Go through the entries below. Copy each line in which "routes" appears.

Input material: Begin

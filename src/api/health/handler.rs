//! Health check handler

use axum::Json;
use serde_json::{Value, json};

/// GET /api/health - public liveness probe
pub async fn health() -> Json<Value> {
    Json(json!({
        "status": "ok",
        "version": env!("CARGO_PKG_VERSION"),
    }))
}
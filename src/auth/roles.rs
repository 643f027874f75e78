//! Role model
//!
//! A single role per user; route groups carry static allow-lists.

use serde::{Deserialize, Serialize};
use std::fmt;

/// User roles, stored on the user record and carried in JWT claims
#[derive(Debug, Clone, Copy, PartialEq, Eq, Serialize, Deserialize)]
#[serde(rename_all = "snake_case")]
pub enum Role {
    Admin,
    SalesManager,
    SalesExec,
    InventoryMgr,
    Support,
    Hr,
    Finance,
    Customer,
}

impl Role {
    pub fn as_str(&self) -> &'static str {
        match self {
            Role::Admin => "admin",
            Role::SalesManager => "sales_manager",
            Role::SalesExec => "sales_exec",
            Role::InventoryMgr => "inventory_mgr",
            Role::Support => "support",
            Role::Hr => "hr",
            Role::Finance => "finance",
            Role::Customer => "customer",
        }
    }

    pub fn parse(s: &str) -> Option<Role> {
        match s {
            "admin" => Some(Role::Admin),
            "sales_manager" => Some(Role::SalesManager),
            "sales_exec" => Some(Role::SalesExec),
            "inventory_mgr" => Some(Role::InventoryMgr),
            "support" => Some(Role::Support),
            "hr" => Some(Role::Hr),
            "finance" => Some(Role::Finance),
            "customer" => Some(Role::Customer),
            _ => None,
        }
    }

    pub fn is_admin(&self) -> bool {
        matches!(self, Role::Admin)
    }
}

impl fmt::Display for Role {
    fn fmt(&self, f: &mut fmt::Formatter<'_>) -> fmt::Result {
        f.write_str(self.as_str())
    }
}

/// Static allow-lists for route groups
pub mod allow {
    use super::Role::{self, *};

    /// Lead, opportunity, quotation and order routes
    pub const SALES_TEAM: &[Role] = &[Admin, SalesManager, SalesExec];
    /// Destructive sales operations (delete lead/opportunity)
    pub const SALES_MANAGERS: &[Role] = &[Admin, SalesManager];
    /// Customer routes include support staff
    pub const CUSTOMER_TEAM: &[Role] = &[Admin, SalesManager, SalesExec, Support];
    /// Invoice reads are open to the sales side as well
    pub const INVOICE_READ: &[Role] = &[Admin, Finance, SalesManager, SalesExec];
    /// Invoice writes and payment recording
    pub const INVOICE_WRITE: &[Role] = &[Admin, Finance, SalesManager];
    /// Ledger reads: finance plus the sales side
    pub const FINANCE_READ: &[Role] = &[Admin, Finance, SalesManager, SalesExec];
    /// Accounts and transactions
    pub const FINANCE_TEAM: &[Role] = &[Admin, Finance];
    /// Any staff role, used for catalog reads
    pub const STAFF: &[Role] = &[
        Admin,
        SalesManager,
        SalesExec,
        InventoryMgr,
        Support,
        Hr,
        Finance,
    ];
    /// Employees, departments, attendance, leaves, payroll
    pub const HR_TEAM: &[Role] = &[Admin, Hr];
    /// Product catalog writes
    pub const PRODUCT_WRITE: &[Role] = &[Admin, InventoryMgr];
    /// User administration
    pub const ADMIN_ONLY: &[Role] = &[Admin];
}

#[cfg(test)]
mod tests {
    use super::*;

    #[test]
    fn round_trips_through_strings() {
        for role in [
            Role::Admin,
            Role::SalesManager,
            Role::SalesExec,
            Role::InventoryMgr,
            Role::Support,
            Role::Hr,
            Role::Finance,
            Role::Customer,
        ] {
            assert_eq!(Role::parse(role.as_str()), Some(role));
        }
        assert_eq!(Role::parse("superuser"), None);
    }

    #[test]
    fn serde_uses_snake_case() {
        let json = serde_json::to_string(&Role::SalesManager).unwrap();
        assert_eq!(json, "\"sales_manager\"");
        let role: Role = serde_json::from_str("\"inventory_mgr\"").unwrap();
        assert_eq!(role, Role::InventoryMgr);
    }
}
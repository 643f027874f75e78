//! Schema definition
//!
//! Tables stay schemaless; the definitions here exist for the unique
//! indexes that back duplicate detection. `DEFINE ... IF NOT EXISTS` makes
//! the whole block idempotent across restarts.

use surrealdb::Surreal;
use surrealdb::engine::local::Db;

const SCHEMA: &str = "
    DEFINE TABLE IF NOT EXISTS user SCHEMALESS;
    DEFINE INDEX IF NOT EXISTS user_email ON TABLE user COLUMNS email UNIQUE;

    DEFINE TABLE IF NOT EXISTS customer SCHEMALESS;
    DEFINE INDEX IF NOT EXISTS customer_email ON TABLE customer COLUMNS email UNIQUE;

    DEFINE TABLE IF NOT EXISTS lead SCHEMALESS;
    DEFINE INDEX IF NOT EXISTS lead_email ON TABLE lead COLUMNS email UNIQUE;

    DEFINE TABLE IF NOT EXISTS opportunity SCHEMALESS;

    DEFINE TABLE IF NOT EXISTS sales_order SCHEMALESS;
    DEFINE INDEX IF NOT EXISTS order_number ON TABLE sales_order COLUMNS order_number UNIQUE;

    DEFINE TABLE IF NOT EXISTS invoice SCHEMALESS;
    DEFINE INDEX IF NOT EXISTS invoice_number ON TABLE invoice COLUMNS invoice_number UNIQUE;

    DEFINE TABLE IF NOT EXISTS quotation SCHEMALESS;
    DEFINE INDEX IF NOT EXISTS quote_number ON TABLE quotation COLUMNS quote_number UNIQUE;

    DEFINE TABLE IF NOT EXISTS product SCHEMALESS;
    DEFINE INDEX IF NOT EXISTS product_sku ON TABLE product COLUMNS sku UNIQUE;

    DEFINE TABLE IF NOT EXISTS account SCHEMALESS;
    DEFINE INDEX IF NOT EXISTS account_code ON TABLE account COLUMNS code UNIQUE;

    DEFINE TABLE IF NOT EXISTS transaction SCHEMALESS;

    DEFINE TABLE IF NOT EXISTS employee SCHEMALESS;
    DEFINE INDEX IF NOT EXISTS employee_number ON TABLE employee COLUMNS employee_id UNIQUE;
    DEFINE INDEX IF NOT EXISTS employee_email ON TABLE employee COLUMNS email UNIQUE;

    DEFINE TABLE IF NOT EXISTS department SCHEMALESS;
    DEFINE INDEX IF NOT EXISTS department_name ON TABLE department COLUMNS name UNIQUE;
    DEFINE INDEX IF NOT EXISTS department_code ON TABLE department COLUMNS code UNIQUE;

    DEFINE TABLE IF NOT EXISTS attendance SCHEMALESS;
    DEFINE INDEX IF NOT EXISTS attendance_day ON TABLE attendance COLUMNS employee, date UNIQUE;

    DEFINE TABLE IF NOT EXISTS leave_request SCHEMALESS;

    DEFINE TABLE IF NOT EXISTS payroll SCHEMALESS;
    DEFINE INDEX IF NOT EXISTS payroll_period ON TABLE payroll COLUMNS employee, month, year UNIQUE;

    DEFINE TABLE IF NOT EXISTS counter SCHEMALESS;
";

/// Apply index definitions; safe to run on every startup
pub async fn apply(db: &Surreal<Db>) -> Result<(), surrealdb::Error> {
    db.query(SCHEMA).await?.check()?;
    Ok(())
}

Input material: End

Task result
    /// Lead, opportunity, quotation and order routes
    /// Customer routes include support staff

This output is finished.